Vienna is one of Europe’s great cities. The historical capital of the Austro-Hungarian Empire is now the capital of Austria. The city straddles the Danube river and is renowned for its beautiful architecture, high culture, cuisine and art. There have been Jewish communities in Vienna since the 12th century and Jewish culture in Vienna reached a peak during the Restoration of the 19th century.
Jews enjoyed even greater freedom and opportunities to assimilate following the collapse of the Habsburgs after World War One. The opportunity to live as full members of society was short lived. Austrian anti-Semitism grew concurrently with its German counterpart and Austrian Nazis aggressively attacked Jews. In March 1938, Hitler seized Austria. Vienna’s Jewish neighborhood became one of the first targets for organized violence and repression, culminating in the Kristallnacht pogrom.
Jewish communities in Vienna barely survived the Holocaust. Before World War Two, there were 201,000 Viennese Jews. By the end of the war, there were just 4,000.
Key Events in the History of Jewish Vienna
- 1196 A mob of Crusaders murdered a leading Jewish citizen Shlom (Solomon), who was Duke Leopold V’s mint master and financial adviser. 15 other Jews were also slaughtered.
- 1238 Emperor Frederick II issued a charter of privileges giving the Jewish community in Vienna a new formal status with considerable autonomy and rights.
- 1420 Albert V issued the Vienna Decree, leading to a wave of persecution, forced baptisms and then mass executions of Jews.
- 1624, Emperor Ferdinand II confined Jews to the Ghetto. Conditions were eased a decade later and Jewish culture in Vienna began to thrive. Two noted rabbis of the period were Yom Tov Lipman Heller, and Polish refugee Shabbetai Sheftel Horowitz.
Despite official anti-Semitism during the reign of Maria Teresa, conditions steadily improved in the following centuries. Influential Jews like Samuel Oppenheimer, Samson Wertheimer, and Baron Diego Aguilar engaged in diplomacy and philanthropy to improve conditions for Jews across the Empire.
1848 saw the start of the Jewish Renaissance in Vienna.

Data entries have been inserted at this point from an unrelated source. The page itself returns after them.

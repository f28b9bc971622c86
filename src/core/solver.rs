use super::engine::{evaluate_scenario, investment_future_value, mortgage_balance};
use super::types::ScenarioParameters;

pub const BREAK_EVEN_SEARCH_MAX: f64 = 0.20;
pub const BISECTION_ITERATIONS: u32 = 60;

#[derive(Debug, Clone, Copy)]
pub struct BisectionConfig {
    pub search_min: f64,
    pub search_max: f64,
    pub max_iterations: u32,
}

impl BisectionConfig {
    pub fn new(search_min: f64, search_max: f64) -> Self {
        Self {
            search_min,
            search_max,
            max_iterations: BISECTION_ITERATIONS,
        }
    }
}

/// Narrows `[search_min, search_max]` onto the point where `reached` flips
/// from false to true and returns the midpoint of the final bracket.
///
/// Runs exactly `max_iterations` halvings. `reached` is assumed monotone over
/// the interval; if it isn't, the search still terminates but the returned
/// point need not be a crossing.
pub fn bisect(config: BisectionConfig, mut reached: impl FnMut(f64) -> bool) -> f64 {
    let mut lo = config.search_min;
    let mut hi = config.search_max;
    for _ in 0..config.max_iterations {
        let mid = (lo + hi) * 0.5;
        if reached(mid) {
            hi = mid;
        } else {
            lo = mid;
        }
    }
    (lo + hi) * 0.5
}

/// Gross annual return in `[0, 0.20]` at which the real gain of borrowing
/// and investing is zero. `gross_return_rate` on `params` is ignored.
///
/// When no crossing exists in the interval the result pins to one of its
/// ends: 0 if the scenario already gains at zero return, 0.20 if it still
/// loses at 20%.
pub fn break_even_gross_return(params: &ScenarioParameters) -> f64 {
    bisect(
        BisectionConfig::new(0.0, BREAK_EVEN_SEARCH_MAX),
        |rate| evaluate_scenario(&params.with_gross_return(rate)).gain_real >= 0.0,
    )
}

/// Elapsed years after which accumulated funds first cover the remaining
/// mortgage balance, or `f64::INFINITY` if that never happens within the
/// loan term. Inflation on `params` is not used.
pub fn payoff_time(params: &ScenarioParameters) -> f64 {
    let plan = params.investment();
    let terms = params.mortgage();
    let covered = |elapsed: f64| {
        investment_future_value(&plan, elapsed) >= mortgage_balance(&terms, elapsed)
    };

    if !covered(params.years) {
        return f64::INFINITY;
    }
    bisect(BisectionConfig::new(0.0, params.years), covered)
}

Jews prayed in the splendid Stadttempel synagogue, participated in civil life, and received full citizenship in 1867. Jewish culture in Vienna encompassed science, literature, the arts and religion, producing famous thinkers and artists like
Sigmund Freud, Theodor Herzl, Gustav Mahler, Martin Buber, and Arthur Schnitzler.
Visiting Vienna and Vienna’s Jewish Neighborhood
There have been Jews in the capital of Austria for nine centuries. The communities have formed and grown here, built their synagogues, houses, buildings, schools, and hospitals, and taught their children about Jewish culture and tradition for generations. The area in Vienna that was inhabited by this community is known today as Judenplatz (Jewish Square), and it has a great historical significance that you can learn about by visiting it. At the turn of the 20th century, Vienna became one of the greatest centers of Jewish culture on the continent, but during the Holocaust, the community was almost annihilated. However, their resilient nature helped them to slowly recuperate after the war and reestablish their homes in this metropolis. Let’s see four of many old and new sites you ought to visit if you wish to learn about Vienna’s Jews.
Jewish Museum
One of the best first stops of knowledge is a museum. There is actually a new Jewish museum, opened in 1988, but the first Jewish museum in the world to speak of the history, culture and tradition of the Jews who lived in the Austro-Hungarian Empire was opened right here, in Vienna, in 1896. It had a tough history, as it was closed in 1938, with more than 3,000 items it had once housed given to a number of institutions, including the Museum of Ethnology and the Natural History Museum. Luckily, in the 1950s, these institutions returned most of the items to the Viennese Jewish community. Today, you will find the Jewish Museum on two locations – in the above-mentioned Judenplatz and in the Palais Eskeles in the Dorotheergasse. It’s a brilliant first stop, as it will give us a wonderful insight into the community’s past, but also their present.
City Prayer House
Next up is the famous, breathtaking and luxurious City Prayer House, also known as Stadttempel. We absolutely can’t miss seeing this main synagogue, once the pride of Vienna’s Jewish neighborhood, which was opened in 1826. It’s important to note that this Viennese historical monument survived WWII as the only synagogue, when 93 other synagogues and houses of prayer were completely destroyed. Stadttempel was damaged, but Nazis couldn’t destroy it without destroying the buildings around it due to an interesting feature: the synagogue was fitted into a block of other houses. What ironically ended up saving it was a discriminatory edict according to which only Roman Catholic houses of worship were allowed to be seen from the public streets. The synagogue was designed in the oval shape, in the Biedermeier style, and it had to be restored several times over the years, with some ornamentation added as well, which will certainly mesmerize you.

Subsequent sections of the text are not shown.